• [ACTIVITY] Which lines below contain the word "filename"? Copy each of them.

Stored data:
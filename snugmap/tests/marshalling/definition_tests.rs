use std::io::Write;

use crate::support::*;

const BIGFOOT_TOML: &str = r#"
entity = "Bigfoot"
data_structure = "HASH"

[[fields]]
name = "title"
type = "text"

[[fields]]
name = "county"
type = "string"

[[fields]]
name = "state"
type = "string"

[[fields]]
name = "eyewitness"
type = "boolean"

[[fields]]
name = "temperature"
type = "number"

[[fields]]
name = "tags"
type = "string[]"

[[fields]]
name = "moreTags"
type = "string[]"
separator = "&"
"#;

fn write_definition(suffix: &str, contents: &str) -> tempfile::NamedTempFile {
    let mut file = tempfile::Builder::new().suffix(suffix).tempfile().unwrap();
    file.write_all(contents.as_bytes()).unwrap();
    file
}

#[test]
fn toml_definitions_match_code_definitions() {
    let file = write_definition(".toml", BIGFOOT_TOML);
    let loaded = Schema::from_path(file.path()).unwrap();
    let built = bigfoot_schema(DataStructure::Hash);

    assert_eq!(loaded.fields(), built.fields());
    assert_eq!(loaded.index_definition(), built.index_definition());
    assert_eq!(
        populated(loaded.encode(&a_bigfoot_sighting()).unwrap()),
        Payload::Hash(a_bigfoot_hash())
    );
}

#[test]
fn json_definitions_are_read_by_extension() {
    let file = write_definition(
        ".json",
        r#"{
            "entity": "Bigfoot",
            "prefix": "sightings",
            "stop_words": ["the", "a"],
            "fields": [
                { "name": "county", "type": "string", "path": "$.location.county", "sortable": true },
                { "name": "seen", "type": "date", "indexed": false }
            ]
        }"#,
    );
    let schema = Schema::from_path(file.path()).unwrap();

    assert_eq!(schema.data_structure(), DataStructure::Json);
    assert_eq!(schema.prefix(), "sightings");
    assert_eq!(schema.stop_words(), &StopWords::Custom(vec!["the".into(), "a".into()]));
    assert_eq!(schema.field("county").unwrap().json_path().as_str(), "$.location.county");
    assert_eq!(schema.field("seen").unwrap().field_type(), FieldType::Date);
    assert!(!schema.field("seen").unwrap().options().indexed);

    let definition = schema.index_definition();
    assert_eq!(definition.warnings.len(), 1);
}

#[test]
fn other_extensions_are_rejected() {
    let file = write_definition(".yaml", "entity: Bigfoot");
    let err = Schema::from_path(file.path()).unwrap_err();
    assert!(matches!(err, SchemaError::Definition { .. }));
}

#[test]
fn missing_files_are_definition_errors() {
    let dir = tempfile::tempdir().unwrap();
    let err = Schema::from_path(dir.path().join("missing.toml")).unwrap_err();
    assert!(matches!(err, SchemaError::Definition { ref message } if message.contains("missing.toml")));
}

#[test]
fn duplicate_and_unknown_fields_fail_construction() {
    let err = Schema::from_toml_str(
        r#"
entity = "Bigfoot"
[[fields]]
name = "state"
type = "string"
[[fields]]
name = "state"
type = "text"
"#,
    )
    .unwrap_err();
    assert_eq!(err, SchemaError::DuplicateField { name: "state".into() });

    let err = Schema::from_toml_str(
        r#"
entity = "Bigfoot"
[[fields]]
name = "sightedAt"
type = "datetime"
"#,
    )
    .unwrap_err();
    assert!(matches!(err, SchemaError::UnsupportedFieldType { ref field, ref type_name }
        if field == "sightedAt" && type_name == "datetime"));
}

#[test]
fn keys_and_ids_follow_the_prefix() {
    let schema = bigfoot_schema(DataStructure::Json);
    assert_eq!(schema.entity_key(AN_ENTITY_ID), format!("Bigfoot:{AN_ENTITY_ID}"));
    assert_eq!(schema.key_context().entity_id(&schema.entity_key("42")), Some("42"));

    let id = schema.generate_id();
    assert!(!id.is_empty());
    assert_ne!(id, schema.generate_id());
}
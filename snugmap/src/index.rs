//! # RediSearch index compilation
//!
//! Turns a [`Schema`] into the `SCHEMA` arguments of `FT.CREATE`. Each field
//! contributes one token group, in declaration order:
//!
//! | Type               | HASH                                              | JSON                                  |
//! |--------------------|---------------------------------------------------|---------------------------------------|
//! | `string`, `string[]` | `TAG [CASESENSITIVE] SEPARATOR <sep> [SORTABLE [UNF]]` | `TAG [CASESENSITIVE] SEPARATOR <sep>` |
//! | `boolean`          | `TAG [SORTABLE]`                                  | `TAG`                                 |
//! | `number`, `date`   | `NUMERIC [SORTABLE]`                              | `NUMERIC [SORTABLE]`                  |
//! | `point`            | `GEO`                                             | `GEO`                                 |
//! | `text`             | `TEXT [NOSTEM] [WEIGHT w] [PHONETIC m] [SORTABLE [UNF]]` | same                           |
//!
//! Every group starts with `<locator> AS <name>` and ends with `NOINDEX` when the field
//! is not indexed. Options that make no sense for a type or representation never fail
//! compilation; they are dropped and described in [`IndexCompilation::warnings`].

use sha2::{Digest, Sha256};

use crate::schema::{Schema, StopWords};
use crate::types::{DataStructure, FieldDescriptor, FieldOptions, FieldType};

/// Ordered `SCHEMA` arguments plus the warnings for options that were ignored.
#[derive(Debug, Clone, Default, PartialEq, Eq)]
pub struct IndexCompilation {
    pub arguments: Vec<String>,
    pub warnings: Vec<String>,
}

impl IndexCompilation {
    pub fn has_warnings(&self) -> bool {
        !self.warnings.is_empty()
    }

    /// Forward every warning to the `log` facade.
    pub fn log_warnings(&self) {
        for warning in &self.warnings {
            log::warn!("{warning}");
        }
    }
}

/// Compile the `SCHEMA` arguments for every field of `schema`.
pub fn compile_schema(schema: &Schema) -> IndexCompilation {
    let mut compilation = IndexCompilation::default();
    for field in schema.fields() {
        let IndexCompilation { arguments, warnings } = compile_field(field, schema.data_structure());
        compilation.arguments.extend(arguments);
        compilation.warnings.extend(warnings);
    }
    compilation
}

/// Token group for a single field.
pub fn compile_field(field: &FieldDescriptor, data_structure: DataStructure) -> IndexCompilation {
    let field_type = field.field_type();
    let options = field.options();
    let mut arguments = Vec::new();
    let mut warnings = Vec::new();

    arguments.push(field.storage_path(data_structure).to_string());
    arguments.push("AS".to_string());
    arguments.push(field.name().to_string());
    arguments.push(field_type.index_type().as_str().to_string());

    match field_type {
        FieldType::String | FieldType::StringArray => {
            if options.case_sensitive {
                arguments.push("CASESENSITIVE".to_string());
            }
            arguments.push("SEPARATOR".to_string());
            arguments.push(options.separator.to_string());
            if options.sortable {
                match data_structure {
                    DataStructure::Hash => push_sortable(&mut arguments, options),
                    DataStructure::Json => warnings.push(sortable_tag_on_json(field_type)),
                }
            }
        }
        FieldType::Boolean => {
            if options.sortable {
                match data_structure {
                    DataStructure::Hash => arguments.push("SORTABLE".to_string()),
                    DataStructure::Json => warnings.push(sortable_tag_on_json(field_type)),
                }
            }
        }
        FieldType::Number | FieldType::Date => {
            if options.sortable {
                arguments.push("SORTABLE".to_string());
            }
        }
        FieldType::Point => {
            if options.sortable {
                warnings.push(
                    "You have marked a point field as sortable but RediSearch doesn't support the SORTABLE argument on a GEO. Ignored."
                        .to_string(),
                );
            }
        }
        FieldType::Text => {
            if !options.stemming {
                arguments.push("NOSTEM".to_string());
            }
            if let Some(weight) = options.weight {
                arguments.push("WEIGHT".to_string());
                arguments.push(weight.to_string());
            }
            if let Some(matcher) = options.matcher {
                arguments.push("PHONETIC".to_string());
                arguments.push(matcher.as_str().to_string());
            }
            if options.sortable {
                push_sortable(&mut arguments, options);
            }
        }
    }

    warnings.extend(ignored_options(field_type, options));

    if !options.indexed {
        arguments.push("NOINDEX".to_string());
    }

    IndexCompilation { arguments, warnings }
}

fn push_sortable(arguments: &mut Vec<String>, options: &FieldOptions) {
    arguments.push("SORTABLE".to_string());
    if !options.normalized {
        arguments.push("UNF".to_string());
    }
}

fn sortable_tag_on_json(field_type: FieldType) -> String {
    format!(
        "You have marked a {field_type} field as sortable but RediSearch doesn't support the SORTABLE argument on a TAG for JSON. Ignored."
    )
}

/// Options set on a type that has no use for them.
fn ignored_options(field_type: FieldType, options: &FieldOptions) -> Vec<String> {
    let mut warnings = Vec::new();
    if options.case_sensitive && !matches!(field_type, FieldType::String | FieldType::StringArray) {
        warnings.push(format!(
            "You have marked a {field_type} field as case sensitive but only string and string[] fields support CASESENSITIVE. Ignored."
        ));
    }
    if field_type != FieldType::Text {
        if options.weight.is_some() {
            warnings.push(format!(
                "You have given a {field_type} field a weight but only text fields support WEIGHT. Ignored."
            ));
        }
        if options.matcher.is_some() {
            warnings.push(format!(
                "You have given a {field_type} field a phonetic matcher but only text fields support PHONETIC. Ignored."
            ));
        }
        if !options.stemming {
            warnings.push(format!(
                "You have given a {field_type} field disabled stemming but only text fields support NOSTEM. Ignored."
            ));
        }
    }
    warnings
}

/// Everything needed to create, or decide to rebuild, the index for a schema.
#[derive(Debug, Clone, PartialEq, Eq)]
pub struct IndexDefinition {
    pub name: String,
    /// Key storing the fingerprint of the index currently deployed.
    pub hash_name: String,
    pub data_structure: DataStructure,
    pub prefixes: Vec<String>,
    pub stop_words: StopWords,
    pub schema: Vec<String>,
    pub warnings: Vec<String>,
}

impl IndexDefinition {
    pub fn from_schema(schema: &Schema) -> Self {
        let IndexCompilation { arguments, warnings } = compile_schema(schema);
        Self {
            name: schema.index_name().to_string(),
            hash_name: schema.index_hash_name().to_string(),
            data_structure: schema.data_structure(),
            prefixes: vec![schema.key_context().index_prefix()],
            stop_words: schema.stop_words().clone(),
            schema: arguments,
            warnings,
        }
    }

    /// Arguments following `FT.CREATE`.
    pub fn arguments(&self) -> Vec<String> {
        let mut arguments = vec![
            self.name.clone(),
            "ON".to_string(),
            self.data_structure.as_str().to_string(),
            "PREFIX".to_string(),
            self.prefixes.len().to_string(),
        ];
        arguments.extend(self.prefixes.iter().cloned());

        match &self.stop_words {
            StopWords::Default => {}
            StopWords::Off => {
                arguments.push("STOPWORDS".to_string());
                arguments.push("0".to_string());
            }
            StopWords::Custom(words) => {
                arguments.push("STOPWORDS".to_string());
                arguments.push(words.len().to_string());
                arguments.extend(words.iter().cloned());
            }
        }

        arguments.push("SCHEMA".to_string());
        arguments.extend(self.schema.iter().cloned());
        arguments
    }

    pub fn create_command(&self) -> redis::Cmd {
        crate::commands::create_index_command(self)
    }

    /// SHA-256 of the creation arguments, hex encoded.
    pub fn fingerprint(&self) -> String {
        let mut hasher = Sha256::new();
        for argument in self.arguments() {
            hasher.update(argument.as_bytes());
            hasher.update([0u8]);
        }
        format!("{:x}", hasher.finalize())
    }

    /// True when the deployed index (identified by its stored fingerprint) no longer
    /// matches this definition.
    pub fn needs_rebuild(&self, stored_fingerprint: Option<&str>) -> bool {
        stored_fingerprint != Some(self.fingerprint().as_str())
    }

    pub fn log_warnings(&self) {
        for warning in &self.warnings {
            log::warn!("{warning}");
        }
    }
}

impl Schema {
    pub fn index_definition(&self) -> IndexDefinition {
        IndexDefinition::from_schema(self)
    }
}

• [OUTPUT OF THE TASK]
filename snugmap/tests/marshalling/definition_tests.rs
filename snugmap/src/index.rs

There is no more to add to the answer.